結論から言えば、何も分らないという事が分った。
春菜は遺跡で光に呑み込まれて気を失い。気が付いたら俺が目の前にいたらしい。
現状では分からない事だらけで、一人から二人になっても自分がいる状況をまるで理解できない。
と言うより、今の状況をすぐに理解できる人間がいたら、それはそれで怖い気がする。
ごく普通の人生を歩んでいる人々にとって、こんな事態は一生に一回もないだろう。
それ程までにこの事態は異常であり、また日常からかけ離れた出来事なのだ。
「一先ず、人の居るところを探すか」
「でも、どうやって?」
「ちょっと行った所に川が有るから、それに沿って移動する。人の居るところに行けるかは知らないが、何もしないよりはましだろ」
「……そうね。ただここにいる訳にもいかないよね」
何かしらの状況の好転が有るかもしれないという、やや楽観ともいえる考えかもしれなかったが、精神を安定させるためにもそう思い込む必要があった。
日の高いうちに出来るだけ移動しようと腰上げたその時、
「……?」
春菜が怪訝そうな顔をして、きょろきょろと周囲を見回している。
「春菜? どうした?」
「なんか、変な音が聞こえたの」
「変な音?」
「うん。

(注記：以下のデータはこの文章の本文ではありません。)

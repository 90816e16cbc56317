pub mod app;
pub mod concept;
pub mod config;
pub mod files;
pub mod portal;
pub mod service;
pub mod utils;
pub mod wizard;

何かの鳴き声みたいな……」
言われて、オレも耳を澄まして、周囲を警戒してみる。
ハッハッハッ、グル、ガルルッ……
「ああ。オレも聞こえた。……これは獣、か?」
「紅真! あれ!」
「こっちに来る。春菜、気を付けろ!」
春菜が指差した方角から草を掻き分けて何かが一直線にオレたちの方へ向ってくる。
そして向かってきた何かは速度を維持したまま草から飛び出す。
緊張して身構えたオレたちの視界に飛び込んできたのは、
「犬!? いや、狼か!? でかい!」
巨大な狼だった。全長は百五十センチほどにもなるだろうか? その双眸は赤く禍々しい光を放ち、鋭い牙がズラリと並んだ口からは涎が垂れていた。

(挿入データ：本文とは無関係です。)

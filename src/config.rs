//! Settings read from `portal.toml`.
//!
//! Every key is optional; missing keys fall back to the built-in defaults. The backend address
//! can also be set with `PORTAL_API_BASE`.

use crate::files::{FileFilter, DEFAULT_EXTENSIONS, DEFAULT_IGNORED, DEFAULT_MAX_FILE_SIZE};
use crate::portal::categories::default_definitions;
use crate::portal::{
    CategoryDefinition, CategoryError, CategoryRegistry, Institution, PortalController,
};
use crate::service::PortalClient;
use derivative::Derivative;
use serde::{Deserialize, Serialize};
use std::fs;
use std::path::{Path, PathBuf};
use thiserror::Error;

pub const CONFIG_FILE_NAME: &str = "portal.toml";
pub const DEFAULT_API_BASE: &str = "http://localhost:8000";
pub const API_BASE_ENV: &str = "PORTAL_API_BASE";

#[derive(Debug, Error)]
pub enum ConfigError {
    #[error("could not read {}: {source}", path.display())]
    Read {
        path: PathBuf,
        #[source]
        source: std::io::Error,
    },
    #[error("invalid config {}: {source}", path.display())]
    Parse {
        path: PathBuf,
        #[source]
        source: toml::de::Error,
    },
    #[error(transparent)]
    Categories(#[from] CategoryError),
}

#[derive(Debug, Clone, PartialEq, Eq, Serialize, Deserialize, Derivative)]
#[derivative(Default)]
#[serde(default)]
pub struct PortalConfig {
    #[derivative(Default(value = "DEFAULT_API_BASE.to_string()"))]
    pub api_base: String,
    #[derivative(Default(value = "Institution::University"))]
    pub default_institution: Institution,
    #[derivative(Default(value = "DEFAULT_MAX_FILE_SIZE"))]
    pub max_file_size: u64,
    #[derivative(Default(value = "DEFAULT_EXTENSIONS.iter().map(|e| e.to_string()).collect()"))]
    pub allowed_extensions: Vec<String>,
    #[derivative(Default(value = "DEFAULT_IGNORED.iter().map(|p| p.to_string()).collect()"))]
    pub ignored_files: Vec<String>,
    #[derivative(Default(value = "default_definitions()"))]
    pub categories: Vec<CategoryDefinition>,
}

impl PortalConfig {
    pub fn from_file(path: &Path) -> Result<Self, ConfigError> {
        tracing::info!(path = %path.display(), "reading config");
        let content = fs::read_to_string(path).map_err(|source| ConfigError::Read {
            path: path.to_path_buf(),
            source,
        })?;
        Self::parse(&content, path)
    }

    fn parse(content: &str, path: &Path) -> Result<Self, ConfigError> {
        let config: Self = toml::from_str(content).map_err(|source| ConfigError::Parse {
            path: path.to_path_buf(),
            source,
        })?;
        config.registry()?;
        Ok(config)
    }

    /// Reads `explicit` if given, else `portal.toml` in the working directory if present, else
    /// the defaults. Environment overrides are applied last.
    pub fn load(explicit: Option<&Path>) -> Result<Self, ConfigError> {
        let mut config = match explicit {
            Some(path) => Self::from_file(path)?,
            None => {
                let local = Path::new(CONFIG_FILE_NAME);
                if local.exists() {
                    Self::from_file(local)?
                } else {
                    tracing::info!("no {} found, using defaults", CONFIG_FILE_NAME);
                    Self::default()
                }
            }
        };
        config.apply_env(|key| std::env::var(key).ok());
        Ok(config)
    }

    pub fn apply_env(&mut self, lookup: impl Fn(&str) -> Option<String>) {
        if let Some(api_base) = lookup(API_BASE_ENV).filter(|v| !v.trim().is_empty()) {
            self.api_base = api_base;
        }
    }

    pub fn registry(&self) -> Result<CategoryRegistry, CategoryError> {
        CategoryRegistry::new(self.categories.clone())
    }

    pub fn file_filter(&self) -> FileFilter {
        FileFilter::new(
            self.allowed_extensions.clone(),
            &self.ignored_files,
            self.max_file_size,
        )
    }

    pub fn client(&self) -> PortalClient {
        PortalClient::new(&self.api_base)
    }

    pub fn portal(&self) -> Result<PortalController, ConfigError> {
        Ok(PortalController::new(
            self.registry()?,
            self.file_filter(),
            self.default_institution,
        ))
    }
}

#[cfg(test)]
mod tests {
    use super::*;
    use crate::portal::{Flag, Requirement};
    use pretty_assertions::assert_eq;

    #[test]
    fn empty_file_gives_defaults() {
        let config = PortalConfig::parse("", Path::new("portal.toml")).unwrap();
        assert_eq!(config, PortalConfig::default());
        assert_eq!(config.api_base, DEFAULT_API_BASE);
        assert_eq!(config.categories.len(), 7);
        assert_eq!(config.max_file_size, 52_428_800);
    }

    #[test]
    fn parses_categories_with_rules() {
        let config = PortalConfig::parse(
            r#"
            api_base = "https://portal.example.org"
            default_institution = "clinic"

            [[categories]]
            key = "konzept"
            label = "Concept"
            requirement = "always"

            [[categories]]
            key = "consent"
            label = "Consent"
            requirement = { if_flag = "prospective_study" }
            "#,
            Path::new("portal.toml"),
        )
        .unwrap();

        assert_eq!(config.default_institution, Institution::Clinic);
        assert_eq!(
            config.categories[1].requirement,
            Requirement::IfFlag(Flag::ProspectiveStudy)
        );
        assert_eq!(config.client().api_base(), "https://portal.example.org");
    }

    #[test]
    fn duplicate_category_keys_fail_to_load() {
        let err = PortalConfig::parse(
            r#"
            [[categories]]
            key = "a"
            label = "A"
            requirement = "always"

            [[categories]]
            key = "a"
            label = "B"
            requirement = "optional"
            "#,
            Path::new("portal.toml"),
        )
        .unwrap_err();
        assert!(matches!(
            err,
            ConfigError::Categories(CategoryError::DuplicateKey(_))
        ));
    }

    #[test]
    fn env_overrides_api_base() {
        let mut config = PortalConfig::default();
        config.apply_env(|key| {
            (key == API_BASE_ENV).then(|| "http://10.0.0.5:8000".to_string())
        });
        assert_eq!(config.api_base, "http://10.0.0.5:8000");
    }

    #[test]
    fn reads_from_file() {
        let dir = tempfile::tempdir().unwrap();
        let path = dir.path().join(CONFIG_FILE_NAME);
        std::fs::write(&path, "max_file_size = 1024\n").unwrap();
        let config = PortalConfig::from_file(&path).unwrap();
        assert_eq!(config.max_file_size, 1024);
        assert!(PortalConfig::from_file(&dir.path().join("missing.toml")).is_err());
    }
}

巨狼は獣が発するものとは思えない濃厚な殺気を放っていて、気当たりを受け流す訓練を受けたオレでも恐怖で身動きが取れなくなりそうだった。
(まずい……かなり気が立っているのか嫌な気配だ。しかもこっちは丸腰)
思わず舌打ちする。
神薙流の遣い手は得物を選ばない。それ故に、無手でも闘う事は可能だ。しかしその本領はやはり刀剣の類の得物を持った時であり、得物が有ると無いとでは、雲泥の差が存在するという事実が鎮座している。
(ここはどうにかして逃げ──)
生身で目の前の獣と戦うのは危険と判断して逃げる事を選択しようとするが、視界に巨狼が発する殺気に竦んで動けないでいる春菜の姿が映る。オレと同じように剣を修めていても一般的な武道の経験しかない彼女は軽くパニックを起こしていた。
(──られるか!)
明後日の方向を向きかけた足を止め、覚悟を決めて巨狼目掛けて駆け出す。
「こっちだ! この野郎!」
「ガルルッ、ガァアァァーー!!」
こっちの声に反応して巨狼もオレに向かって走り出す。牙を剥いて迫る巨狼にカウンターの要領で引き絞った右の拳を合わせる。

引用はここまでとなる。